"Colorado Option" heads into the home stretch with some last-minute tweaks...

Colorado

A couple of weeks ago I noted that Colorado was close to becoming the second state to implement their own state-level quasi-Public Option plan (Washington State was the first to do so a year ago).

I say "quasi-" because, similar to Washington's, Colorado's proposal isn't a "true" public option in the sense that the state itself would be administering a healthcare program by dealing directly with hospitals, doctors, drugmakers and clinics.

Instead, like WA's "Cascade Care" program, the state would instead design the parameters and requirements of the healthcare policies in question, but they would actually be administered by private insurance carriers and sold on the state's ACA exchange, Connect for Health Colorado. While it's hardly ideal, it would still be an important step forward.

As of today, it looks like the "Colorado Option" bill is on the verge of being made real...with some last-minute changes: (via Andrew Kenney of CPR News):

A proposal to create a new government-backed insurance plan passed another significant hurdle as Democrats voted to advance the “Colorado Option” through the state Senate on Wednesday.

The approval means that the bill is nearly guaranteed to become law. Once it’s in effect, new health insurance plans would be offered on the individual and small-group markets. It would not directly affect employer-provided insurance.

The state House has already approved the legislation. But the latest milestone came after rapid-fire negotiations as the sponsors tried to balance the interests of patients, health insurers, hospitals and doctors. A new deal with one side, the doctors, prompted fresh outrage from the insurance companies — but it also may have cemented votes from wavering Democrats.

...Democrats claim that the bill could lower insurance premiums 15 percent by 2025, allowing more people to afford a new insurance plan that is also designed to lower out-of-pocket costs. The bill would force insurance companies to sell the Colorado plan across the state, and it would allow the state to regulate the price of medical services to achieve those savings. Instead of a true “public option,” it’s more like a public-private option.

The devil's advocate in me should note that lowering unsubsidized premiums isn't necessarily the same thing as reducing the net premiums which enrollees end up paying; ironically, due to how "Silver Loading" works, it's conceivable that lowering unsubsidized premiums could end up increasing the net amount which some enrollees have to pay.

However, there's many ways this could end up playing out, and a lot of that also depends on whether or not the enhanced ACA subsidies under the American Rescue Plan are made permanent or not...and whether Senator Shaheen's S.499 bill (which would upgrade benchmark plans from Silver to Gold and restore CSR funding) ends up being passed at the federal level.

...The bill would allow the commissioner to dictate the payment rates that hospitals and doctors receive under the insurance plan, in some cases.

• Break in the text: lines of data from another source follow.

//! Field checks and audited CRUD shared by the record services.

use crate::db::store::{AuditLog, Entity, Repository};
use crate::errors::{AppError, AppResult};
use crate::models::user::UserId;

/// Trimmed, non-empty text.
pub fn required_text(field: &'static str, value: &str) -> AppResult<String> {
    let trimmed = value.trim();
    if trimmed.is_empty() {
        return Err(AppError::validation(field, "must not be empty"));
    }
    Ok(trimmed.to_string())
}

/// Trimmed optional text, blank becomes `None`.
pub fn optional_text(value: &Option<String>) -> Option<String> {
    crate::models::non_blank(value.as_deref())
}

pub fn non_negative(field: &'static str, value: f64) -> AppResult<f64> {
    if !value.is_finite() || value < 0.0 {
        return Err(AppError::validation(field, "must be zero or greater"));
    }
    Ok(value)
}

pub fn positive(field: &'static str, value: f64) -> AppResult<f64> {
    if !value.is_finite() || value <= 0.0 {
        return Err(AppError::validation(field, "must be greater than zero"));
    }
    Ok(value)
}

/// A referenced row (client, card) must exist for the same user.
pub fn ensure_owned<T, S>(store: &S, user: &UserId, id: Option<i64>) -> AppResult<()>
where
    T: Entity,
    S: Repository<T> + ?Sized,
{
    if let Some(id) = id
        && store.find(user, id)?.is_none()
    {
        return Err(AppError::not_found(T::NAME, id));
    }
    Ok(())
}

/// Fetch a row or fail with `NotFound`.
pub fn existing<T, S>(store: &S, user: &UserId, id: i64) -> AppResult<T>
where
    T: Entity,
    S: Repository<T> + ?Sized,
{
    store
        .find(user, id)?
        .ok_or_else(|| AppError::not_found(T::NAME, id))
}

/// Delete a row or fail with `NotFound`.
pub fn remove<T, S>(store: &S, user: &UserId, id: i64) -> AppResult<()>
where
    T: Entity,
    S: Repository<T> + ?Sized,
{
    if !store.delete(user, id)? {
        return Err(AppError::not_found(T::NAME, id));
    }
    Ok(())
}

/// Audit target such as "client #4".
pub fn target(entity: &str, id: i64) -> String {
    format!("{} #{}", entity.to_lowercase(), id)
}

pub fn audited_insert<T, S>(store: &S, user: &UserId, input: &T::Input, summary: &str) -> AppResult<T>
where
    T: Entity,
    S: Repository<T> + AuditLog + ?Sized,
{
    let created = store.insert(user, input)?;
    store.audit(user, "add", &target(T::NAME, created.id()), summary)?;
    Ok(created)
}

pub fn audited_update<T, S>(
    store: &S,
    user: &UserId,
    id: i64,
    input: &T::Input,
    summary: &str,
) -> AppResult<T>
where
    T: Entity,
    S: Repository<T> + AuditLog + ?Sized,
{
    let updated = store
        .update(user, id, input)?
        .ok_or_else(|| AppError::not_found(T::NAME, id))?;
    store.audit(user, "edit", &target(T::NAME, id), summary)?;
    Ok(updated)
}

pub fn audited_delete<T, S>(store: &S, user: &UserId, id: i64) -> AppResult<()>
where
    T: Entity,
    S: Repository<T> + AuditLog + ?Sized,
{
    remove::<T, S>(store, user, id)?;
    store.audit(user, "del", &target(T::NAME, id), &format!("{} deleted", T::NAME))?;
    Ok(())
}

THAT'S the Really Big Deal here: Provider reimbursement rates. It's the single most important provision of any "public option" (whether state or federal), and it's also the main reason why hospitals, doctors and drugmakers are freaking out so much about the prospect.

Case in point:

...Amendments introduced on Tuesday would remove penalties for doctors who refuse to take patients on the Colorado option plan.

...But the same changes pushed the Colorado Association of Health Plans to oppose the bill. CAHP, which represents insurance companies, said that giving more leeway to doctors would make it impossible to reduce premiums.

Annnd there's the rub: The only realistic way to make any Public Option plan significantly less expensive than the status quo is to a) implement some sort of price controls for medical services and b) require providers to participate at those prices.

Smallwood said that with no mandate for independent doctors and small groups to participate, the plan would struggle to get care for patients. The state of Washington has run into similar problems: Its “public option” is not widely available, in part because it doesn’t require providers to accept the plan.

I wrote extensively about those problems back in January, as well as about the changes WA legislators have tried to put into place to address them (with what looks like limited success).

...Amid the last-minute negotiating, the sponsors agreed to reduce the savings target from 18 percent to 15 percent. Donovan said that the bill was meant to help the health care industry work better.

As I've warned before, the odds of actually hitting a 15% savings are slim; while it will vary from plan to plan and county to county, my guess is that overall, 5-10% "list price" savings vs. comparable non-PO plans will end up being more realistic in the real world. However...as I said about Washington's Cascade Care, it's a start.

As for the final steps, that could be coming within the next week or so:

...After the final vote by the Senate, the bill heads back to the House, where lawmakers will consider the Senate’s amendment. Eventually, it will require a signature from Gov. Jared Polis, who has pushed for years for this type of legislation.